Eventually, the footage shows someone shouting "I see blood," she writes. "Then it's over." No CPR or other lifesaving measures are administered, she writes.
Ebele Okobi listed a number of calls for action, including for the videos and relevant recordings to be released to the public. She also called for a moratorium on the use of Tasers in San Mateo County and the creation of a permanent independent police review body to investigate officer-involved killings and use of force.
Wagstaffe declined her call for an independent investigation, saying his investigation is not yet complete.
"Everything that I review at the end of this I release to the public," Wagstaffe said Sunday night.
He told CNN that Okobi's family and their attorneys had viewed a 25-30 minute composite video -- made up of witness cell phone video, surveillance footage and deputies' dashcam footage -- that showed any interaction between law enforcement and Okobi on the day he died. He said that sheriff's deputies do not wear body cameras.
Wagstaffe said he decided to show the video to the Okobi family because he wanted them to be apprised of the situation from his office, rather than hearing of any new developments secondhand through the media.
"They lost a loved one," Wagstaffe said, "I respect that."

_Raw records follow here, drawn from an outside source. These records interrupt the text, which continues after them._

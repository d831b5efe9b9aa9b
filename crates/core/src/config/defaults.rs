// Trawler is a decentralized web crawling and archiving cluster.
// Copyright (C) 2024 Stract ApS
//
// This program is free software: you can redistribute it and/or modify
// it under the terms of the GNU Affero General Public License as
// published by the Free Software Foundation, either version 3 of the
// License, or (at your option) any later version.
//
// This program is distributed in the hope that it will be useful,
// but WITHOUT ANY WARRANTY; without even the implied warranty of
// MERCHANTABILITY or FITNESS FOR A PARTICULAR PURPOSE.  See the
// GNU Affero General Public License for more details.
//
// You should have received a copy of the GNU Affero General Public License
// along with this program.  If not, see <https://www.gnu.org/licenses/>.

pub struct Cluster;

impl Cluster {
    pub fn ping_secs() -> u64 {
        60
    }

    pub fn max_stager() -> usize {
        5
    }

    pub fn request_stager_secs() -> u64 {
        120
    }
}

pub struct Stager;

impl Stager {
    pub fn max_space() -> u64 {
        1_000_000_000
    }

    pub fn max_backups() -> usize {
        3
    }

    pub fn jobs_check_secs() -> u64 {
        5
    }

    pub fn new_jobs_scan_secs() -> u64 {
        10
    }

    pub fn jobs_dir() -> String {
        "jobs".to_string()
    }

    pub fn warc_dir() -> String {
        "warc".to_string()
    }
}

pub struct Crawler;

impl Crawler {
    pub fn crawls_dir() -> String {
        "data".to_string()
    }

    pub fn url_quota_secs() -> u64 {
        2
    }

    pub fn request_upload_secs() -> u64 {
        5
    }

    pub fn min_url_quota() -> u64 {
        100
    }

    pub fn job_max_urls() -> usize {
        1_000
    }

    pub fn job_max_wait_secs() -> u64 {
        300
    }

    pub fn job_max_wait_urls_secs() -> u64 {
        30
    }
}

pub struct Fetch;

impl Fetch {
    pub fn command() -> String {
        "wget".to_string()
    }

    pub fn success_exit_codes() -> Vec<i32> {
        vec![0, 4, 6, 8]
    }

    pub fn user_agent() -> String {
        "ArchiveTeam; Googlebot/2.1".to_string()
    }

    pub fn timeout_secs() -> u64 {
        30
    }

    pub fn tries() -> u64 {
        5
    }

    pub fn wait_retry_secs() -> u64 {
        30
    }

    pub fn found_urls_file() -> String {
        "new_urls.txt".to_string()
    }
}
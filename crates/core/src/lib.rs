// Trawler is a decentralized web crawling and archiving cluster.
// Copyright (C) 2024 Stract ApS
//
// This program is free software: you can redistribute it and/or modify
// it under the terms of the GNU Affero General Public License as
// published by the Free Software Foundation, either version 3 of the
// License, or (at your option) any later version.
//
// This program is distributed in the hope that it will be useful,
// but WITHOUT ANY WARRANTY; without even the implied warranty of
// MERCHANTABILITY or FITNESS FOR A PARTICULAR PURPOSE.  See the
// GNU Affero General Public License for more details.
//
// You should have received a copy of the GNU Affero General Public License
// along with this program.  If not, see <https://www.gnu.org/licenses/>.

pub mod config;
pub mod crawler;
pub mod distributed;
pub mod job;
pub mod protocol;
pub mod stager;
pub mod urlseen;
pub mod warc;

use std::path::Path;

use rand::seq::SliceRandom;
use rand::Rng;
use thiserror::Error;

#[derive(Error, Debug)]
pub enum Error {
    #[error("invalid job definition: {0}")]
    InvalidJobDefinition(String),

    #[error("failed to fetch seed list from {0}")]
    SeedListUnavailable(String),

    #[error("failed to parse WARC file: {0}")]
    WarcParse(String),
}

pub type Result<T, E = anyhow::Error> = std::result::Result<T, E>;

/// Lowercase alphanumeric suffix, used for job identifiers and temp names.
pub fn random_string(len: usize) -> String {
    const CHARS: &[u8] = b"abcdefghijklmnopqrstuvwxyz0123456789";
    let mut rng = rand::thread_rng();
    (0..len)
        .map(|_| CHARS[rng.gen_range(0..CHARS.len())] as char)
        .collect()
}

/// Up to `k` elements drawn without replacement. With `k >= collection.len()`
/// the whole collection is returned (shuffled), never an error.
pub fn sample<T: Clone>(collection: &[T], k: usize) -> Vec<T> {
    let mut items: Vec<T> = collection.to_vec();
    items.shuffle(&mut rand::thread_rng());
    items.truncate(k);
    items
}

/// Atomically writes `data` to `path`, creating missing parent directories.
/// The data lands in a temp file with a random suffix first and is renamed
/// into place afterwards.
pub fn write_file(path: &Path, data: &[u8]) -> Result<()> {
    if let Some(parent) = path.parent() {
        if !parent.as_os_str().is_empty() {
            std::fs::create_dir_all(parent)?;
        }
    }

    let mut temp = path.as_os_str().to_owned();
    temp.push(format!(".{}", random_string(8)));
    let temp = std::path::PathBuf::from(temp);

    std::fs::write(&temp, data)?;
    std::fs::rename(&temp, path)?;

    Ok(())
}

pub fn free_socket_addr() -> std::net::SocketAddr {
    let listener = std::net::TcpListener::bind("127.0.0.1:0").unwrap();
    listener.local_addr().unwrap()
}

Wagstaffe said neither he nor anyone from his office had ever said Okobi attacked a deputy and said any correction of the record in those statements would have to be done by the San Mateo County Sheriff's office.
In the weeks after her brother's death, Ebele Okobi spoke out against police violence against black men.
"It doesn't matter what school you went to," she said. "You can go to Harvard. You can work in tech. Every black American will tell you they live in a state of constant anxiety. Every black man will tell you they can work at Google, they can be a senior person at Facebook or Apple but when you're driving and you're a black man, you recognize the danger that you're in."
Chinedu Okobi graduated in 2003 with a degree in business administration from Morehouse College in Atlanta.
He grew up in the San Francisco area as the youngest son of a Nigerian-American family, Ebele Okobi said after his death.
She said her brother had a 12-year-old daughter and was really gentle: "He was someone people connected to all his life. He was a kind person. He loved poetry. He recorded poetry. He recorded rap. He was also very spiritual and deeply religious."
Ebele Okobi also said in October that her brother had spent the last decade struggling with mental health issues and may have stopped taking medications earlier this year.
In her Facebook post Sunday, she said that she was angry that she had at first believed it was possible that her brother's mental illness could have played a role in his death.
"I knew that my brother didn't 'attack' or 'assault' deputies, but because of his mental illness, I believed it was possible that he might have been in crisis and acting erratically," she said.